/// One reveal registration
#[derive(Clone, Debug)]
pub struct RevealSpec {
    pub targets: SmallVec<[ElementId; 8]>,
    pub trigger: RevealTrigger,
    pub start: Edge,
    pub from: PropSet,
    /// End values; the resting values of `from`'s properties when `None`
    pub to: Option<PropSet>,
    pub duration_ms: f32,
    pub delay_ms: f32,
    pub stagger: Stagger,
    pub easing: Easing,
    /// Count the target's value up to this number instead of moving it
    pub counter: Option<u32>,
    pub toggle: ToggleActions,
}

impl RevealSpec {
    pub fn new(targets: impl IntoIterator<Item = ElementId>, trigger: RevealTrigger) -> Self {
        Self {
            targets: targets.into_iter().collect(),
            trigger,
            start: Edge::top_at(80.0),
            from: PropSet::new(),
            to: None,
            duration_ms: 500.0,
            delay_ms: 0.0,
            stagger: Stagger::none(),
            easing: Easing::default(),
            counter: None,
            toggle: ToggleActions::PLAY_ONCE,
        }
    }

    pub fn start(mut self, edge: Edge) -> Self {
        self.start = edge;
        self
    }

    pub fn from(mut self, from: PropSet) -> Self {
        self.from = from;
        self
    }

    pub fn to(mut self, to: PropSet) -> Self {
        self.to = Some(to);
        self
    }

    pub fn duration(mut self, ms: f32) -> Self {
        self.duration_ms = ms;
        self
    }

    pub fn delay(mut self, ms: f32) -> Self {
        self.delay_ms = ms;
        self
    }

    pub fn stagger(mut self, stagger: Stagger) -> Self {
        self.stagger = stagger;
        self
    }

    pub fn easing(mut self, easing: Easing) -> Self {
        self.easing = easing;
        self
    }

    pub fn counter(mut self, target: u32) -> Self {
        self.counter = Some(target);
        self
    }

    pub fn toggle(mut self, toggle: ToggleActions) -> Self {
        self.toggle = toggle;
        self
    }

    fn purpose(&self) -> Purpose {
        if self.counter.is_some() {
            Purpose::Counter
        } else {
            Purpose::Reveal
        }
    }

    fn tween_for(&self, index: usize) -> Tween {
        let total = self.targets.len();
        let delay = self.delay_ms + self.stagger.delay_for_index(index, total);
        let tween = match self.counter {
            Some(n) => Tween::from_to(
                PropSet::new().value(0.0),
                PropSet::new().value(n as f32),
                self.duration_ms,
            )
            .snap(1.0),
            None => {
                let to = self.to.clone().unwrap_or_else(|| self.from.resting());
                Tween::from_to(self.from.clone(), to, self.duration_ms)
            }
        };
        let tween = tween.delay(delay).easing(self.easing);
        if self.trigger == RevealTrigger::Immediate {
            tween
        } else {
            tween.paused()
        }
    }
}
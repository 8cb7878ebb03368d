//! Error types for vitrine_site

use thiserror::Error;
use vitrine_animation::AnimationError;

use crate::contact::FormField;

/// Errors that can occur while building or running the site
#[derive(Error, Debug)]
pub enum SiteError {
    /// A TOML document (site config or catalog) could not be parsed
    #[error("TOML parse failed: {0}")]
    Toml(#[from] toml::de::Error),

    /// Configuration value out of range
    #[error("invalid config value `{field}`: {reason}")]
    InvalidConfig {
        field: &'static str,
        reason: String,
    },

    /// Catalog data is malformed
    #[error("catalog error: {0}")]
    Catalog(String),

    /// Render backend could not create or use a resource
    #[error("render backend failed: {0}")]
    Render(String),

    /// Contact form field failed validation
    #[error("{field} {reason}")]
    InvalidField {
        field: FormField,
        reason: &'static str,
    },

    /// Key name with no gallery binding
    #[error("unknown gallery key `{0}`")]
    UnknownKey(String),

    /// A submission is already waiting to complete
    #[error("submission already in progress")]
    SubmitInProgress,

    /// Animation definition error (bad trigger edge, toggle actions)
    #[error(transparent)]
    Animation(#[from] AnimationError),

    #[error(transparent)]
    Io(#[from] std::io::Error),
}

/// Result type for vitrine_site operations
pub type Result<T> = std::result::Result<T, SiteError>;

#####

**Your goal**
Copy each line of the listing above that includes the word "easing".

**Response box**
    pub easing: Easing,
            easing: Easing::default(),
    pub fn easing(mut self, easing: Easing) -> Self {
        self.easing = easing;
        let tween = tween.delay(delay).easing(self.easing);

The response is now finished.